Politico kicks off this morning’s post-debate recap:
As with any performance, a debate score is in the eye of the beholder. At least on stylistic grounds, however, a clear consensus of early reviews – most notably from liberal commentators dismayed by Barack Obama’s lackluster outing – judged Romney as having the superior evening, with a spirited personal demeanor, crisply delivered lines, and a bullet-pointed policy message that kept its focus on jobs while parrying many of the president’s attacks…
Romney was helped by a surprisingly drowsy and dull-edged performance by Obama. The president made no major blunders, and he was consistent in his argument that Romney’s fiscal proposals are unrealistic and irresponsible, forcing a choice between huge deficits or big tax increases on the middle class. But he seemed sedate in demeanor, his words full of pauses and even at times nervous stammers, and he sometimes gave off an air of weariness or impatience toward the proceeding.
Obama can take some comfort in history. George W. Bush was widely judged to have clearly lost the first debate against John Kerry in 2004, a fact that didn’t change the arc of the race. And, as Obama allies noted Wednesday, most voters – unlike many reporters and commentators – do not judge debates principally as theater criticism but more on which policy arguments make sense to them. [Pols emphasis]

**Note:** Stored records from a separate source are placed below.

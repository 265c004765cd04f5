//! End-to-end tests for the generation pipeline
//!
//! Runs the built-in compiler over the blog fixtures in `tests/fixtures/models`
//! and over small in-memory schemas.

use std::cell::RefCell;
use std::fs;
use std::path::{Path, PathBuf};

use slang_composites::compiler::{Composite, FieldKind, RelationSource};
use slang_composites::merge::{merge_artifact_files, read_index};
use slang_composites::relations::RelationKind;
use slang_composites::{
    BuildOrder, ComposeError, ComposerConfig, CompilerError, CompositeCompiler, LocalCompiler,
    MergedDefinition, Orchestrator, Pipeline, SchemaFile,
};
use tempfile::tempdir;

/// Local compiler that keeps every text it receives
#[derive(Default)]
struct RecordingCompiler {
    inputs: RefCell<Vec<String>>,
}

impl CompositeCompiler for RecordingCompiler {
    fn compile(&self, schema: &str, index: bool) -> Result<Composite, CompilerError> {
        self.inputs.borrow_mut().push(schema.to_string());
        LocalCompiler.compile(schema, index)
    }

    fn start_indexing(&self, definition: &MergedDefinition) -> Result<(), CompilerError> {
        LocalCompiler.start_indexing(definition)
    }
}

fn fixtures_path() -> &'static Path {
    Path::new(env!("CARGO_MANIFEST_DIR")).join("tests/fixtures/models").leak()
}

fn config_in(root: &Path, models: &Path) -> ComposerConfig {
    let mut config = ComposerConfig::default();
    config.paths.output_dir = root.join("__generated__");
    config.paths.model_dir = models.to_path_buf();
    config.paths.relational_folder = root.to_path_buf();
    config
}

fn model(path: &str, body: &str) -> SchemaFile {
    SchemaFile::new(path, body)
}

// =============================================================================
// Full pipeline over fixtures
// =============================================================================

#[test]
fn test_blog_fixtures_generate_every_output() {
    let dir = tempdir().unwrap();
    let config = config_in(dir.path(), fixtures_path());
    let report = Pipeline::new(config.clone(), LocalCompiler).run().unwrap();

    let order: Vec<_> = report
        .build_order
        .iter()
        .map(|p| p.file_name().unwrap().to_string_lossy().into_owned())
        .collect();
    assert_eq!(
        order,
        vec!["0_shared.graphql", "1_author.graphql", "2_post.graphql", "3_comment.graphql"]
    );

    let composites = config.composite_dir();
    assert_eq!(
        report.artifacts,
        vec![
            composites.join("Author.json"),
            composites.join("Post.json"),
            composites.join("Comment.json"),
            composites.join("Discussion.json"),
        ]
    );
    assert_eq!(read_index(composites.join("index.json")).unwrap(), report.definition);

    let runtime = fs::read_to_string(composites.join("definition.ts")).unwrap();
    assert!(runtime.contains("export const definition = {"));
    let schema = fs::read_to_string(config.paths.output_dir.join("schema.graphql")).unwrap();
    assert!(schema.contains("type Discussion {"));

    let mutations = fs::read_to_string(config.paths.output_dir.join("mutations.ts")).unwrap();
    assert!(mutations.contains("export const CreateDiscussionDocument"));

    for file in ["Author.ts", "Post.ts", "Comment.ts", "Discussion.ts", "index.ts", "utils.ts"] {
        assert!(config.client_dir().join(file).exists(), "missing client file {}", file);
    }

    let prisma = fs::read_to_string(dir.path().join("schema.prisma")).unwrap();
    let author_id = &report.definition.models["Author"].id;
    assert!(prisma.contains(&format!("@@map(\"{}\")", author_id)));
    assert!(prisma.contains("posts PostStream[] @relation(name: \"post_authorid\")"));
    assert!(prisma.contains("custom_authorID String"));
    assert!(prisma.contains("comments CommentStream[] @relation(name: \"comment_postid\")"));
    assert!(prisma.contains("discussions DiscussionStream[] @relation(name: \"discussion_postid\")"));
    assert!(prisma.contains("comments CommentStream[] @relation(\"discussion_postid_comments\")"));
}

#[test]
fn test_references_resolve_to_earlier_ids() {
    let dir = tempdir().unwrap();
    let report = Pipeline::new(config_in(dir.path(), fixtures_path()), LocalCompiler)
        .run()
        .unwrap();
    let definition = &report.definition;

    let author = definition.models["Author"].fields["address"].clone();
    assert_eq!(author.kind, FieldKind::Reference);

    let post_author = definition.models["Post"].fields["author"].relation.clone().unwrap();
    assert_eq!(post_author.source, RelationSource::Document);
    assert_eq!(post_author.model, definition.models["Author"].id);

    let comments = definition.models["Discussion"].fields["comments"].relation.clone().unwrap();
    assert_eq!(comments.source, RelationSource::QueryConnection);
    assert_eq!(comments.model, definition.models["Comment"].id);
}

#[test]
fn test_compiler_never_sees_placeholders() {
    let dir = tempdir().unwrap();
    let compiler = RecordingCompiler::default();
    let report = Pipeline::new(config_in(dir.path(), fixtures_path()), &compiler)
        .run()
        .unwrap();

    let inputs = compiler.inputs.borrow();
    assert_eq!(inputs.len(), report.artifacts.len());
    for text in inputs.iter() {
        assert!(!text.contains("${"), "unresolved placeholder in:\n{}", text);
    }

    // Byline is declared in the post file and shared with the comment file
    let author_id = &report.definition.models["Author"].id;
    let byline = format!("@documentReference(model: \"{}\")", author_id);
    let comment_input = inputs.iter().find(|t| t.contains("type Comment @createModel")).unwrap();
    assert!(comment_input.contains("type Byline {"));
    assert!(comment_input.contains(&byline));
    assert_eq!(
        report.definition.models["Comment"].fields["byline"].kind,
        FieldKind::Reference
    );
}

#[test]
fn test_relation_duality() {
    let dir = tempdir().unwrap();
    let report = Pipeline::new(config_in(dir.path(), fixtures_path()), LocalCompiler)
        .run()
        .unwrap();
    let graph = report.relations.unwrap();

    // Each document link pairs one foreign key with one inverse on its target
    let mut foreign_keys = 0;
    for (model, table) in &graph.models {
        for relation in table.relations() {
            if !matches!(relation.kind, RelationKind::ForeignKey { .. }) {
                continue;
            }
            foreign_keys += 1;
            let sides: Vec<_> = graph.with_label(&relation.label).collect();
            assert_eq!(sides.len(), 2, "label {}", relation.label);
            let inverse: Vec<_> = sides
                .iter()
                .filter(|(_, r)| r.kind == RelationKind::Inverse)
                .collect();
            assert_eq!(inverse.len(), 1, "label {}", relation.label);
            assert_eq!(inverse[0].0, relation.target);
            assert_eq!(&inverse[0].1.target, model);
        }
    }
    assert_eq!(foreign_keys, 3);

    let authored: Vec<_> = graph.with_label("post_authorid").map(|(m, _)| m).collect();
    assert_eq!(authored, vec!["Author", "Post"]);

    // Post is linked twice through postID, under separate labels
    let post_inverses: Vec<_> = graph
        .get("Post")
        .unwrap()
        .relations()
        .filter(|r| r.kind == RelationKind::Inverse)
        .map(|r| (r.field.as_str(), r.label.as_str()))
        .collect();
    assert_eq!(
        post_inverses,
        vec![("comments", "comment_postid"), ("discussions", "discussion_postid")]
    );

    let connection: Vec<_> = graph.with_label("discussion_postid_comments").collect();
    assert_eq!(connection.len(), 1);
    assert_eq!(connection[0].1.kind, RelationKind::Connection);

    // Connections get no reciprocal side on their target
    assert!(graph
        .get("Comment")
        .unwrap()
        .relations()
        .all(|r| r.kind != RelationKind::Inverse));
}

#[test]
fn test_builds_are_deterministic() {
    let first = tempdir().unwrap();
    let second = tempdir().unwrap();
    let a = Pipeline::new(config_in(first.path(), fixtures_path()), LocalCompiler)
        .run()
        .unwrap();
    let b = Pipeline::new(config_in(second.path(), fixtures_path()), LocalCompiler)
        .run()
        .unwrap();

    assert_eq!(a.definition, b.definition);
    assert_eq!(a.relations, b.relations);
    assert_eq!(
        fs::read_to_string(first.path().join("schema.prisma")).unwrap(),
        fs::read_to_string(second.path().join("schema.prisma")).unwrap()
    );
}

#[test]
fn test_merge_from_written_artifacts() {
    let dir = tempdir().unwrap();
    let report = Pipeline::new(config_in(dir.path(), fixtures_path()), LocalCompiler)
        .run()
        .unwrap();
    assert_eq!(merge_artifact_files(&report.artifacts).unwrap(), report.definition);
}

// =============================================================================
// Ordering and failures
// =============================================================================

#[test]
fn test_dependency_plan_reorders_files() {
    let dir = tempdir().unwrap();
    let files = vec![
        model(
            "a_post.graphql",
            "type Writer @loadModel(id: \"${Writer}\") { id: ID! }\n\
             type Post @createModel(accountRelation: LIST, description: \"p\") {\n\
               writerID: StreamID!\n\
               writer: Writer @relationDocument(property: \"writerID\")\n\
             }",
        ),
        model(
            "b_writer.graphql",
            "type Writer @createModel(accountRelation: SINGLE, description: \"w\") { name: String }",
        ),
    ];
    let report = Pipeline::new(config_in(dir.path(), dir.path()), LocalCompiler)
        .run_files(files)
        .unwrap();
    assert_eq!(
        report.build_order,
        vec![PathBuf::from("b_writer.graphql"), PathBuf::from("a_post.graphql")]
    );
}

#[test]
fn test_forward_reference_fails_fast_in_listing_order() {
    let dir = tempdir().unwrap();
    let mut config = config_in(dir.path(), dir.path());
    config.generate.build_order = BuildOrder::Listing;

    let files = vec![
        model(
            "A.graphql",
            "type B @loadModel(id: \"${B}\") { id: ID! }\n\
             type A @createModel(accountRelation: LIST, description: \"a\") { n: Int }",
        ),
        model(
            "B.graphql",
            "type B @createModel(accountRelation: LIST, description: \"b\") { n: Int }",
        ),
    ];
    match Pipeline::new(config.clone(), LocalCompiler).run_files(files) {
        Err(ComposeError::ForwardReference { file, model, .. }) => {
            assert_eq!(file, PathBuf::from("A.graphql"));
            assert_eq!(model, "B");
        }
        other => panic!("Expected forward reference, got {:?}", other.map(|r| r.artifacts)),
    }
    assert!(!config.composite_dir().join("A.json").exists());
    assert!(!config.composite_dir().join("B.json").exists());
}

#[test]
fn test_embed_declared_in_later_file_is_not_visible_earlier() {
    let files = vec![
        model(
            "1_home.graphql",
            "type Home @createModel(accountRelation: LIST, description: \"h\") { address: Address }",
        ),
        model("2_shared.graphql", "type Address { city: String }"),
    ];
    match Orchestrator::new(LocalCompiler).build(&files) {
        Err(ComposeError::Compiler { model, file, source }) => {
            assert_eq!(model, "Home");
            assert_eq!(file, PathBuf::from("1_home.graphql"));
            assert!(matches!(
                source,
                CompilerError::UnknownType { ref type_name, .. } if type_name == "Address"
            ));
        }
        other => panic!("Expected unknown type, got {:?}", other.map(|c| c.registry.len())),
    }
}

#[test]
fn test_duplicate_model_names_fail() {
    let dir = tempdir().unwrap();
    let files = vec![
        model("a.graphql", "type Note @createModel(accountRelation: LIST, description: \"a\") { n: Int }"),
        model("b.graphql", "type Note @createModel(accountRelation: LIST, description: \"b\") { m: Int }"),
    ];
    let result = Pipeline::new(config_in(dir.path(), dir.path()), LocalCompiler).run_files(files);
    assert!(matches!(
        result,
        Err(ComposeError::DuplicateModel { ref model, .. }) if model == "Note"
    ));
}

#[test]
fn test_parse_error_names_file() {
    let dir = tempdir().unwrap();
    let files = vec![model("broken.graphql", "type Note @createModel {")];
    match Pipeline::new(config_in(dir.path(), dir.path()), LocalCompiler).run_files(files) {
        Err(ComposeError::Parse { file, .. }) => assert_eq!(file, PathBuf::from("broken.graphql")),
        other => panic!("Expected parse error, got {:?}", other.map(|r| r.artifacts)),
    }
}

The Washington Post’s Chris Cillizza on Barack Obama’s lackluster performance:
The incumbent just seemed something short of engaged in tonight’s proceedings. Like his acceptance speech at the Democratic National Convention, Obama’s debate performance seemed purposely restrained – striving for a workmanlike competence but achieving something well short of that. Obama’s facial expressions seemed to alternate between grimly looking down at his podium and smirking when Romney said something with which he disagreed.
Our live-blogger’s first impressions notwithstanding, it’s the consensus view among most pundits–and polling conducted immediately after–that GOP challenger Mitt Romney won last night’s debate. Whether or not you think Romney or Obama won last night is a function of partisanship, but also nonpartisan judgments on style and persuasiveness–then and only then, based on the commentary we’re seeing today, are we to judge them based on the facts.
The facts are where this becomes a much less auspicious outing for Romney, but that takes time to sink in with the voting public. The fact-checking that has already begun doesn’t look favorably on Romney’s (latest) views as expressed in last night’s debate, and as we’ve said, if the final impression is of a slick boardroom operator who lies, it’s not going to help Romney in the end.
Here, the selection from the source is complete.